De no haber sido por este compromiso, ayer hubiera acompañado a don Pedro Luis Andaluz, párroco de mi pueblo natal, en su despedida de los feligreses. Ha sido destinado un par de años a Roma para licenciarse en Teología Moral. Sé que le cuesta despedirse de un lugar en el que en tan solo cuatro años ha echado raíces sentimentales y pastorales. Lo sustituye el colombiano William Fernando Zárate Delgado, que tomará posesión el próximo domingo. Desde estas líneas, que él suele leer, quiero expresarle a Pedro mi gratitud por el ministerio realizado y también la confianza que siempre me ha otorgado. Ci vedremo a Roma fra qualche giorno. 

Unos se van y otros vienen, la comunidad permanece. Cada vez me convenzo más de la importancia que tienen los laicos en la consistencia de las parroquias. Mientras los pastores cambian cada cierto tiempo (por razones pastorales o personales), ellos suelen permanecer. De ahí la importancia de crear estructuras estables de comunión, participación y misión que garanticen la vitalidad y la continuidad. De lo contrario, las comunidades bailan demasiado al son del cura de turno, incapaces de organizarse por sí mismas. Confío en que en este caso se pueda seguir avanzando por un camino que ha sido bien pavimentado, pero que exige todavía mucho desarrollo.

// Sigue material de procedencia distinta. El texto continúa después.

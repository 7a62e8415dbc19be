//! churrasco-server
//!
//! Reads `CHURRASCO_CONFIG` (a YAML file) when set, applies the
//! `CHURRASCO_*` environment overrides and serves the REST API. Without model
//! credentials the Pix and split routes still work; the assistant routes
//! answer `503`.

use churrasco::ai::OpenAiClient;
use churrasco::config::AppConfig;
use churrasco::server::ServerBuilder;
use tracing_subscriber::EnvFilter;

#[tokio::main]
async fn main() -> anyhow::Result<()> {
    tracing_subscriber::fmt()
        .with_env_filter(
            EnvFilter::try_from_default_env().unwrap_or_else(|_| EnvFilter::new("info")),
        )
        .init();

    let config = match std::env::var("CHURRASCO_CONFIG") {
        Ok(path) => {
            tracing::info!(path = %path, "Loading configuration");
            AppConfig::from_yaml_file(&path)?
        }
        Err(_) => AppConfig::default(),
    }
    .with_env_overrides();

    let mut builder = ServerBuilder::new().with_config(config.clone());

    match OpenAiClient::from_config(&config.ai) {
        Ok(client) => builder = builder.with_text_generator(client),
        Err(e) => tracing::warn!(error = %e, "Model API client not configured"),
    }

    builder.serve(&config.server.bind).await
}
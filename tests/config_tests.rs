//! Tests for configuration loading and credential resolution

use churrasco::config::{
    AiConfig, AiCredentials, AppConfig, CredentialSource, DEFAULT_OPENAI_BASE_URL,
};
use churrasco::core::error::ConfigError;
use churrasco::render::QrFormat;
use std::collections::HashMap;
use std::io::Write;
use std::time::Duration;
use tempfile::NamedTempFile;

fn lookup(vars: &[(&str, &str)]) -> impl Fn(&str) -> Option<String> {
    let map: HashMap<String, String> = vars
        .iter()
        .map(|(k, v)| (k.to_string(), v.to_string()))
        .collect();
    move |key| map.get(key).cloned()
}

#[test]
fn test_load_from_yaml_file() {
    let mut file = NamedTempFile::new().unwrap();
    writeln!(
        file,
        r#"
server:
  bind: "0.0.0.0:8080"
ai:
  model: gpt-4o-mini
  timeout_secs: 30
retry:
  max_attempts: 3
  min_delay_secs: 1
  max_delay_secs: 10
pix:
  default_key: "+5511999998888"
  qr_format: unicode
"#
    )
    .unwrap();

    let config = AppConfig::from_yaml_file(file.path().to_str().unwrap()).unwrap();

    assert_eq!(config.server.bind, "0.0.0.0:8080");
    assert_eq!(config.ai.model, "gpt-4o-mini");
    assert_eq!(config.ai.timeout_secs, 30);
    assert_eq!(config.pix.default_key, "+5511999998888");
    assert_eq!(config.pix.qr_format, QrFormat::Unicode);

    let policy = config.retry.to_policy().unwrap();
    assert_eq!(policy.max_attempts, 3);
    assert_eq!(policy.min_delay, Duration::from_secs(1));
    assert_eq!(policy.max_delay, Duration::from_secs(10));
}

#[test]
fn test_partial_yaml_keeps_defaults() {
    let config = AppConfig::from_yaml_str("ai:\n  model: gpt-4.1\n").unwrap();

    assert_eq!(config.ai.model, "gpt-4.1");
    assert_eq!(config.ai.timeout_secs, 60);
    assert_eq!(config.server.bind, "127.0.0.1:3000");
    assert_eq!(config.retry.max_attempts, 5);
    assert_eq!(config.pix.default_key, "churrasco@pix.com");
    assert_eq!(config.pix.qr_format, QrFormat::Svg);
}

#[test]
fn test_empty_yaml_is_default() {
    let config = AppConfig::from_yaml_str("{}").unwrap();
    assert_eq!(config.ai.model, "gpt-4o");
}

#[test]
fn test_empty_sections_keep_defaults() {
    let config = AppConfig::from_yaml_str("server: {}\nretry: {}\npix: {}\n").unwrap();
    assert_eq!(config.server.bind, "127.0.0.1:3000");
    assert_eq!(config.retry.max_attempts, 5);
    assert_eq!(config.pix.default_key, "churrasco@pix.com");
}

#[test]
fn test_missing_file_is_error() {
    assert!(AppConfig::from_yaml_file("/nonexistent/churrasco.yaml").is_err());
}

#[test]
fn test_invalid_yaml_is_error() {
    assert!(AppConfig::from_yaml_str("server: [unclosed").is_err());
}

#[test]
fn test_env_overrides() {
    let config = AppConfig::default().with_overrides_from(lookup(&[
        ("CHURRASCO_BIND", "0.0.0.0:9000"),
        ("CHURRASCO_MODEL", "gpt-4o-mini"),
    ]));

    assert_eq!(config.server.bind, "0.0.0.0:9000");
    assert_eq!(config.ai.model, "gpt-4o-mini");
}

// =============================================================================
// Credential precedence
// =============================================================================

mod credential_tests {
    use super::*;

    #[test]
    fn test_explicit_key_with_custom_base_url() {
        let config = AiConfig {
            api_key: Some("sk-explicit".to_string()),
            base_url: Some("http://localhost:8080/v1".to_string()),
            ..AiConfig::default()
        };

        let creds = AiCredentials::resolve(&config, lookup(&[("CUSTOM_OPENAI_API_KEY", "sk-c")]))
            .unwrap();

        assert_eq!(creds.source, CredentialSource::Explicit);
        assert_eq!(creds.base_url, "http://localhost:8080/v1");
    }

    #[test]
    fn test_custom_key_ignores_integration_base_url() {
        let creds = AiCredentials::resolve(
            &AiConfig::default(),
            lookup(&[
                ("CUSTOM_OPENAI_API_KEY", "sk-custom"),
                ("AI_INTEGRATIONS_OPENAI_BASE_URL", "http://proxy/v1"),
            ]),
        )
        .unwrap();

        assert_eq!(creds.source, CredentialSource::CustomEnv);
        assert_eq!(creds.base_url, DEFAULT_OPENAI_BASE_URL);
    }

    #[test]
    fn test_integration_credentials() {
        let creds = AiCredentials::resolve(
            &AiConfig::default(),
            lookup(&[
                ("AI_INTEGRATIONS_OPENAI_API_KEY", "sk-int"),
                ("AI_INTEGRATIONS_OPENAI_BASE_URL", "http://proxy/v1"),
            ]),
        )
        .unwrap();

        assert_eq!(creds.api_key, "sk-int");
        assert_eq!(creds.source, CredentialSource::Integration);
        assert_eq!(creds.base_url, "http://proxy/v1");
    }

    #[test]
    fn test_integration_key_without_base_url() {
        let creds = AiCredentials::resolve(
            &AiConfig::default(),
            lookup(&[("AI_INTEGRATIONS_OPENAI_API_KEY", "sk-int")]),
        )
        .unwrap();

        assert_eq!(creds.base_url, DEFAULT_OPENAI_BASE_URL);
    }

    #[test]
    fn test_nothing_configured() {
        let result = AiCredentials::resolve(&AiConfig::default(), lookup(&[]));
        assert!(matches!(result, Err(ConfigError::MissingField { .. })));
    }
}
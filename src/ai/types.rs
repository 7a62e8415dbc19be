//! Typed records returned by the assistant

use crate::split::BillItem;
use serde::{Deserialize, Serialize};

/// One line of a generated shopping list
#[derive(Debug, Clone, PartialEq, Serialize, Deserialize)]
pub struct ShoppingItem {
    pub item: String,
    pub quantity: String,
    #[serde(default)]
    pub estimated_price: f64,
    #[serde(default)]
    pub alcoholic: bool,
}

/// Shopping list for a barbecue, grouped by category
#[derive(Debug, Clone, PartialEq, Serialize, Deserialize)]
pub struct ShoppingList {
    #[serde(default)]
    pub summary: String,
    #[serde(default)]
    pub people: Option<u32>,
    #[serde(default)]
    pub meats: Vec<ShoppingItem>,
    #[serde(default)]
    pub drinks: Vec<ShoppingItem>,
    #[serde(default)]
    pub sides: Vec<ShoppingItem>,
    #[serde(default)]
    pub charcoal_and_ice: Vec<ShoppingItem>,
    #[serde(default)]
    pub estimated_total: f64,
}

impl ShoppingList {
    /// Every item, category by category
    pub fn items(&self) -> impl Iterator<Item = &ShoppingItem> {
        self.meats
            .iter()
            .chain(&self.drinks)
            .chain(&self.sides)
            .chain(&self.charcoal_and_ice)
    }

    /// Sum of the item estimates, independent of the model's own total
    pub fn items_total(&self) -> f64 {
        self.items().map(|i| i.estimated_price).sum()
    }
}

/// Items read from a supermarket receipt
#[derive(Debug, Clone, PartialEq, Serialize, Deserialize)]
pub struct Receipt {
    pub items: Vec<BillItem>,
    #[serde(default)]
    pub receipt_total: Option<f64>,
    #[serde(default, alias = "alcoholic_total")]
    pub restricted_total: Option<f64>,
    #[serde(default, alias = "non_alcoholic_total")]
    pub unrestricted_total: Option<f64>,
}

impl Receipt {
    /// Total printed on the receipt, or the sum of the items when unreadable
    pub fn total(&self) -> f64 {
        self.receipt_total
            .unwrap_or_else(|| self.items.iter().map(|i| i.price).sum())
    }

    pub fn to_bill_items(&self) -> Vec<BillItem> {
        self.items.clone()
    }
}
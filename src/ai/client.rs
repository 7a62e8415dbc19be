//! OpenAI-compatible chat-completion client

use super::error::AiError;
use super::generator::{CompletionRequest, TextGenerator};
use crate::config::{AiConfig, AiCredentials};
use crate::core::error::ConfigError;
use async_trait::async_trait;
use base64::Engine;
use base64::engine::general_purpose::STANDARD;
use serde_json::{Value, json};
use std::time::Duration;

/// Chat-completion client for any OpenAI-compatible endpoint
#[derive(Clone)]
pub struct OpenAiClient {
    http: reqwest::Client,
    credentials: AiCredentials,
    model: String,
}

impl OpenAiClient {
    /// Create a client with the default HTTP settings
    pub fn new(credentials: AiCredentials, model: impl Into<String>) -> Self {
        Self {
            http: reqwest::Client::new(),
            credentials,
            model: model.into(),
        }
    }

    /// Create a client from configuration, resolving credentials from the
    /// process environment
    pub fn from_config(config: &AiConfig) -> Result<Self, ConfigError> {
        let credentials = AiCredentials::from_env(config)?;
        let http = reqwest::Client::builder()
            .timeout(Duration::from_secs(config.timeout_secs))
            .build()
            .map_err(|e| ConfigError::InvalidValue {
                field: "ai.timeout_secs".to_string(),
                value: config.timeout_secs.to_string(),
                message: e.to_string(),
            })?;

        tracing::info!(
            model = %config.model,
            source = ?credentials.source,
            base_url = %credentials.base_url,
            "Configured model API client"
        );

        Ok(Self {
            http,
            credentials,
            model: config.model.clone(),
        })
    }

    pub fn model(&self) -> &str {
        &self.model
    }

    fn endpoint(&self) -> String {
        format!(
            "{}/chat/completions",
            self.credentials.base_url.trim_end_matches('/')
        )
    }

    /// JSON body sent for `request`
    pub fn request_body(&self, request: &CompletionRequest) -> Value {
        let mut messages = Vec::new();
        if let Some(system) = &request.system {
            messages.push(json!({ "role": "system", "content": system }));
        }

        let user_content = match &request.image_jpeg {
            Some(jpeg) => {
                let data_url = format!("data:image/jpeg;base64,{}", STANDARD.encode(jpeg));
                json!([
                    { "type": "text", "text": request.prompt },
                    { "type": "image_url", "image_url": { "url": data_url } }
                ])
            }
            None => json!(request.prompt),
        };
        messages.push(json!({ "role": "user", "content": user_content }));

        let mut body = json!({
            "model": self.model,
            "messages": messages,
            "max_tokens": request.max_tokens,
        });
        if request.json_mode {
            body["response_format"] = json!({ "type": "json_object" });
        }
        body
    }
}

#[async_trait]
impl TextGenerator for OpenAiClient {
    async fn complete(&self, request: &CompletionRequest) -> Result<String, AiError> {
        let response = self
            .http
            .post(self.endpoint())
            .bearer_auth(&self.credentials.api_key)
            .json(&self.request_body(request))
            .send()
            .await?;

        let status = response.status();
        if !status.is_success() {
            let text = response.text().await.unwrap_or_default();
            return Err(AiError::Api {
                status: status.as_u16(),
                message: api_error_message(&text),
            });
        }

        let body: Value = response.json().await?;
        extract_content(&body)
    }
}

/// Text of the first choice of a chat-completion response
pub fn extract_content(body: &Value) -> Result<String, AiError> {
    body.pointer("/choices/0/message/content")
        .and_then(Value::as_str)
        .map(str::to_string)
        .ok_or_else(|| AiError::InvalidResponse {
            message: "response has no choices[0].message.content".to_string(),
        })
}

/// Prefer `error.message` from a JSON error body, fall back to the raw text
fn api_error_message(text: &str) -> String {
    serde_json::from_str::<Value>(text)
        .ok()
        .and_then(|v| {
            v.pointer("/error/message")
                .and_then(Value::as_str)
                .map(str::to_string)
        })
        .unwrap_or_else(|| text.to_string())
}
//! Retry policy for calls to the text-generation service

use super::error::AiError;
use std::future::Future;
use std::time::Duration;

/// Exponential backoff around a fallible async call
///
/// The wait after the n-th failed attempt is `multiplier * 2^(n-1)` seconds,
/// clamped to `[min_delay, max_delay]`. Only errors accepted by the
/// `retryable` predicate are retried; anything else, or the last error once
/// `max_attempts` is reached, is returned to the caller unchanged.
#[derive(Debug, Clone)]
pub struct RetryPolicy {
    pub max_attempts: u32,
    pub multiplier: f64,
    pub min_delay: Duration,
    pub max_delay: Duration,
    pub retryable: fn(&AiError) -> bool,
}

impl Default for RetryPolicy {
    fn default() -> Self {
        Self {
            max_attempts: 5,
            multiplier: 1.0,
            min_delay: Duration::from_secs(2),
            max_delay: Duration::from_secs(64),
            retryable: AiError::is_rate_limited,
        }
    }
}

impl RetryPolicy {
    /// A policy that calls exactly once
    pub fn none() -> Self {
        Self {
            max_attempts: 1,
            ..Self::default()
        }
    }

    /// Same policy without any wait between attempts
    pub fn without_delay(mut self) -> Self {
        self.multiplier = 0.0;
        self.min_delay = Duration::ZERO;
        self.max_delay = Duration::ZERO;
        self
    }

    pub fn with_max_attempts(mut self, max_attempts: u32) -> Self {
        self.max_attempts = max_attempts;
        self
    }

    pub fn with_predicate(mut self, retryable: fn(&AiError) -> bool) -> Self {
        self.retryable = retryable;
        self
    }

    /// Wait before attempt `attempt + 1`, `attempt` being 1-based
    pub fn delay_for(&self, attempt: u32) -> Duration {
        let exponent = attempt.saturating_sub(1).min(62) as i32;
        let secs = self.multiplier * 2f64.powi(exponent);
        let delay = Duration::try_from_secs_f64(secs).unwrap_or(self.max_delay);
        delay.max(self.min_delay).min(self.max_delay)
    }

    /// Run `call` until it succeeds, fails with a non-retryable error, or
    /// runs out of attempts
    pub async fn run<T, F, Fut>(&self, operation: &str, mut call: F) -> Result<T, AiError>
    where
        F: FnMut() -> Fut,
        Fut: Future<Output = Result<T, AiError>>,
    {
        let max_attempts = self.max_attempts.max(1);
        let mut attempt = 1;

        loop {
            match call().await {
                Ok(value) => return Ok(value),
                Err(err) if attempt < max_attempts && (self.retryable)(&err) => {
                    let delay = self.delay_for(attempt);
                    tracing::warn!(
                        operation,
                        attempt,
                        delay_ms = delay.as_millis() as u64,
                        error = %err,
                        "Retryable failure, backing off"
                    );
                    tokio::time::sleep(delay).await;
                    attempt += 1;
                }
                Err(err) => {
                    if attempt > 1 {
                        tracing::error!(operation, attempt, error = %err, "Giving up");
                    }
                    return Err(err);
                }
            }
        }
    }
}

En las próximas semanas las parroquias y grupos cristianos de todo tipo se pondrán manos a la obra para programar el nuevo curso pastoral. La experiencia me dice que suelen progresar más las comunidades que se fijan dos o tres objetivos cada año (concretos y realizables) que aquellas que sueñan con proyectos muy completos y articulados, pero que acaban diluyendo las fuerzas y el entusiasmo. Por otra parte, son cada vez más las comunidades rurales que no cuentan con párrocos a tiempo completo, sino que tienen que compartirlos con otras comunidades repartidas por un territorio más o menos extenso. 

Eso exige la selección y formación de líderes laicales que aseguren una red de presencia y compromiso y la participación más activa de las personas consagradas. En muchas comunidades de África, Asia y América esta es una práctica consolidada desde hace muchos años. En Europa sigue predominando un modelo demasiado clerical que, además de no responder a una eclesiología de comunión, se hace inviable a medida que pasan los años y las nuevas ordenaciones no compensan ni de lejos el fallecimiento de los presbíteros actuales.